What happens when you combine a desperate need for housing inventory and inflation? Some pretty darn expensive new homes.

Facing shortages of lots, labor, and materials, homebuilders are spending more money to build new homes, and passing those costs onto homebuyers.

The chart below shows how much single-family home construction spending (blue bars) has increased during the pandemic, and how that increased spending is not necessarily translating into more homes.

It’s translating into more expensive homes.

In January 2022, homebuilders were spending at a rate of $435 billion per year to complete 990,000 homes per year.

That means each single-family home cost on average $480,000 to complete — up from $381,000 the year before.

6) Good ol’ fashioned FOMO

FOMO – or fear of missing out – is a hard thing to quantify.

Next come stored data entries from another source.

pub mod daemon;
pub mod init;
pub mod render;
pub mod replace;
pub mod seed;
pub mod show;
pub mod singleton;

use std::io::Read;
use std::path::Path;

use anyhow::{Context, Result};
use serde_json::Value;

/// Read a YAML or JSON document from `path`, or from stdin when it is `-`.
pub fn read_input(path: &Path) -> Result<Value> {
    let contents = if path == Path::new("-") {
        let mut buf = String::new();
        std::io::stdin()
            .read_to_string(&mut buf)
            .context("failed to read stdin")?;
        buf
    } else {
        std::fs::read_to_string(path).with_context(|| format!("cannot read '{}'", path.display()))?
    };
    serde_yaml::from_str(&contents).with_context(|| format!("'{}' is not valid YAML or JSON", path.display()))
}

pub fn print_json(value: &Value) -> Result<()> {
    println!(
        "{}",
        serde_json::to_string_pretty(value).context("failed to render JSON")?
    );
    Ok(())
}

But people are pack animals by nature and are prone to follow trends (how else could the Pet Rock have been a business success?)

FOMO seems especially more potent in the age of social media. If someone buys their dream home, you’re going to hear about it on Facebook, Instagram, Twitter, TikTok, and then Instagram again for good measure.

And then there’s the fear of missing out on a record-low mortgage rate. It took a global pandemic to drive mortgage rates below 3% – something that had never happened before – so they were likely a once-in-a-lifetime opportunity.

The fear of falling behind peers, missing out on mortgage rates, and the urgency to jump on scarce supply all fuel emotional demand. Here’s what that looks like in 2022:

Challenging, but not impossible

The six forces listed above have combined to drive up home prices and created a difficult market for homebuyers.

But buying a home is not impossible. Price growth varies by location and some markets have been much less affected than others. And once homebuyers do seal the deal, price growth becomes their friend in the form of home equity.